Task instructions >>
Collect every line of the records below that contains the word "Serialization".

[Stored dataset items]
········
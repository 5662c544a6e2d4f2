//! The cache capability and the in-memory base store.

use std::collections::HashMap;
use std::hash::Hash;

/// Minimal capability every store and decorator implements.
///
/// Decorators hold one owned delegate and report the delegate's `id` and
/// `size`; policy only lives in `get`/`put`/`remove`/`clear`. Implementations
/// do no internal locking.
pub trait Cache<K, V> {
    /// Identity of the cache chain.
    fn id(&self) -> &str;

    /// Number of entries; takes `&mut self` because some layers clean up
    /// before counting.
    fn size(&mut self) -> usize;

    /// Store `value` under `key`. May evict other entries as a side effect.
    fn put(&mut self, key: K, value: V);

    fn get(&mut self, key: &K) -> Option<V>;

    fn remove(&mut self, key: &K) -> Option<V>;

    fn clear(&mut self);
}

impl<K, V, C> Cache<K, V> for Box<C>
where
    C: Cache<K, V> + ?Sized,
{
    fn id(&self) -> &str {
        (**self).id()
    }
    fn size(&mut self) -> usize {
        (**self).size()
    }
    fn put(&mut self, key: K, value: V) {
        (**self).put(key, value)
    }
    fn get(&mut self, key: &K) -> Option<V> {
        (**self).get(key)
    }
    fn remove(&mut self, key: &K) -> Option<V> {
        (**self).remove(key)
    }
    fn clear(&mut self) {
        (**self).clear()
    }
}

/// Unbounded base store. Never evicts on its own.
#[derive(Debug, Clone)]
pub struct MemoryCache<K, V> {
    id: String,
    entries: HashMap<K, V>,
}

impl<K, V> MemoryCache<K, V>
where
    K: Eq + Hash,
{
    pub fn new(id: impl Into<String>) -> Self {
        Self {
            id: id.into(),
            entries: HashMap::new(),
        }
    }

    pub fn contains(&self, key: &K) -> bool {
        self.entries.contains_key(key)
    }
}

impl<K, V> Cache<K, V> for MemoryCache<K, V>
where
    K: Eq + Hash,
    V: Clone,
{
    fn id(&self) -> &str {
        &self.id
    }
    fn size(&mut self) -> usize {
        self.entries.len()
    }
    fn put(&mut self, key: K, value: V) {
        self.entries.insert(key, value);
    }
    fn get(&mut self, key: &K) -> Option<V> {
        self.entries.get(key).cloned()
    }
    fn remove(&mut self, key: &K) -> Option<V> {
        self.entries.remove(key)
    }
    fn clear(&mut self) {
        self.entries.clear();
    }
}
········
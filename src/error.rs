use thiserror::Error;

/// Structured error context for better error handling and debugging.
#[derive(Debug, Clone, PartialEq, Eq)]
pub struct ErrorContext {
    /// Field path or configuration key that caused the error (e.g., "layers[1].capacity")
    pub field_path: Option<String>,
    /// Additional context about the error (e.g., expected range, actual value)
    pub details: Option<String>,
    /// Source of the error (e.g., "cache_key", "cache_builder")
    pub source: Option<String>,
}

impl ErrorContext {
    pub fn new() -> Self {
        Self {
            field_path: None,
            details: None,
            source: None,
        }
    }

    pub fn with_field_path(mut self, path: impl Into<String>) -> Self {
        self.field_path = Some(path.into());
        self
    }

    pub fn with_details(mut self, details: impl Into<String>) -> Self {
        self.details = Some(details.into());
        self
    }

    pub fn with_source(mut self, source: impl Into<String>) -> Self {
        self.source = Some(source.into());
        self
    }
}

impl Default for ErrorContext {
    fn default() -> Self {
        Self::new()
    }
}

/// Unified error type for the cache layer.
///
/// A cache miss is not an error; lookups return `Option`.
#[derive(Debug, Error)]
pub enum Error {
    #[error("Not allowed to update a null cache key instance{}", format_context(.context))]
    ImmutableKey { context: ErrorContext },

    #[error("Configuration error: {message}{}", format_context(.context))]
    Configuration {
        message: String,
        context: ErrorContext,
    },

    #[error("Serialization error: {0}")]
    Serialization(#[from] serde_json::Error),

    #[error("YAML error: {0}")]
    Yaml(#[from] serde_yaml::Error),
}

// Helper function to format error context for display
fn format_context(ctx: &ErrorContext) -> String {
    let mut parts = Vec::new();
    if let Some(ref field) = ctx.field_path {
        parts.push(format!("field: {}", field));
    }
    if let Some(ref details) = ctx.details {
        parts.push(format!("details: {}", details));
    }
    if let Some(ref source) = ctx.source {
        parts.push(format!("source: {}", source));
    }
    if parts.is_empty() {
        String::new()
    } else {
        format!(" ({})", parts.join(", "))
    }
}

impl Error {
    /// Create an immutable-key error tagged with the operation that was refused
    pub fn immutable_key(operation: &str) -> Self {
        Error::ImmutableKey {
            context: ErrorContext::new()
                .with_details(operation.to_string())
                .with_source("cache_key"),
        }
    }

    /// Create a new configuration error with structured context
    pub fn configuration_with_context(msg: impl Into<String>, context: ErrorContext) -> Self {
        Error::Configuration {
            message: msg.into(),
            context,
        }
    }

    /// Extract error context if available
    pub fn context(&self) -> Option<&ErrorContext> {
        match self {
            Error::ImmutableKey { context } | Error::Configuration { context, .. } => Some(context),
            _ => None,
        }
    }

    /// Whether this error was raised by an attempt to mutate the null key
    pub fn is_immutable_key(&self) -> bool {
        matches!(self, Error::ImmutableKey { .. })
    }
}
········
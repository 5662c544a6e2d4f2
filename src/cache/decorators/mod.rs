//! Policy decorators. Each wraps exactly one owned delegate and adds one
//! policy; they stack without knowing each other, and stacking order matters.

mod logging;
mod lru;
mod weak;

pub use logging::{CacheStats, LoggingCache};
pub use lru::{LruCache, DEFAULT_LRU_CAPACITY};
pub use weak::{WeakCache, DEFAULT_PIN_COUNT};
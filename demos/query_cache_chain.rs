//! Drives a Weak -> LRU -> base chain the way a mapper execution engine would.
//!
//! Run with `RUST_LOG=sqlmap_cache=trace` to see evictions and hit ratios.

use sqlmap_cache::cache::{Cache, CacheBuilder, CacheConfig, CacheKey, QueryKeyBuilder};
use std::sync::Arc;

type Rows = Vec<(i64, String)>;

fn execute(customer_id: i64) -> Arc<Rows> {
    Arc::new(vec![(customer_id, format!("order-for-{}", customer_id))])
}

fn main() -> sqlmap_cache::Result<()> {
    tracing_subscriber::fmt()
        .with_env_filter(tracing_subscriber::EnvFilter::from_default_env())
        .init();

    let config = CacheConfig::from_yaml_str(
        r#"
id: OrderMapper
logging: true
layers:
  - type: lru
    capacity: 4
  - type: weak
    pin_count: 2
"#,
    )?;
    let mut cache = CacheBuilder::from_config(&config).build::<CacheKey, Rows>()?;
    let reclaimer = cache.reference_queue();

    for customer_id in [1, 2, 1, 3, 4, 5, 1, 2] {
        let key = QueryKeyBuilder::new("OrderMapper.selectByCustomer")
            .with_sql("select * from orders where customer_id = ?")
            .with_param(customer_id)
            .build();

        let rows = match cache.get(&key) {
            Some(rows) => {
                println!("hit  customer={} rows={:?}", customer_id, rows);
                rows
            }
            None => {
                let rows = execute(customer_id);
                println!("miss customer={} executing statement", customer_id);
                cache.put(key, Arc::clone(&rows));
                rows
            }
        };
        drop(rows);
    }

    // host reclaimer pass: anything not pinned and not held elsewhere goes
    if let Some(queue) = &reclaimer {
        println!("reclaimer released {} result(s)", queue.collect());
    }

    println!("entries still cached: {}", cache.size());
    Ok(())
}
········
Answer to the problem >>
    #[error("Serialization error: {0}")]
    Serialization(#[from] serde_json::Error),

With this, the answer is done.